** RECORDS SUPPLIED follows **

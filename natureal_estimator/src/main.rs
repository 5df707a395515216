#![forbid(unsafe_code)]

use std::io;

use anyhow::Result;
use natureal_estimator::{execute, logging, Command, EstimatorConfig};
use tracing::debug;

fn main() -> Result<()> {
    let config = EstimatorConfig::load()?;
    logging::init(&config.log_filter)?;

    let command = Command::parse(std::env::args().skip(1))?;
    debug!(?command, "dispatching");

    let stdin = io::stdin();
    let stdout = io::stdout();
    execute(
        command,
        &config,
        stdin.lock(),
        stdout.lock(),
        &mut rand::thread_rng(),
    )
}
#![forbid(unsafe_code)]

use natureal_footprint::coerce_number;

use crate::types::{FieldUpdate, FormField};
use crate::FormError;

/// InputGuard: turns raw form text into something the calculators accept.
/// Numeric junk is never an error; only structurally broken input is.
pub struct InputGuard;

impl InputGuard {
    /// Empty or non-numeric text counts as 0.
    pub fn number(raw: &str) -> f64 {
        coerce_number(raw)
    }

    /// Parses a `field=value` line. The value may be empty and may itself
    /// contain `=`.
    pub fn parse_update<F: FormField>(line: &str) -> Result<FieldUpdate<F>, FormError> {
        let line = line.trim();
        let (name, value) = line
            .split_once('=')
            .ok_or_else(|| FormError::MalformedLine(line.to_string()))?;
        let name = name.trim();
        if name.is_empty() {
            return Err(FormError::MalformedLine(line.to_string()));
        }
        let field = F::resolve(name)?;
        Ok(FieldUpdate::new(field, value.trim()))
    }
}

** End of RECORDS SUPPLIED **

**YOUR INSTRUCTIONS:** The line with "let line = line.trim();" through the last line of the entries above: output exactly those lines and nothing else.

**WORKED SOLUTION:**
        let line = line.trim();
        let (name, value) = line
            .split_once('=')
            .ok_or_else(|| FormError::MalformedLine(line.to_string()))?;
        let name = name.trim();
        if name.is_empty() {
            return Err(FormError::MalformedLine(line.to_string()));
        }
        let field = F::resolve(name)?;
        Ok(FieldUpdate::new(field, value.trim()))
    }
}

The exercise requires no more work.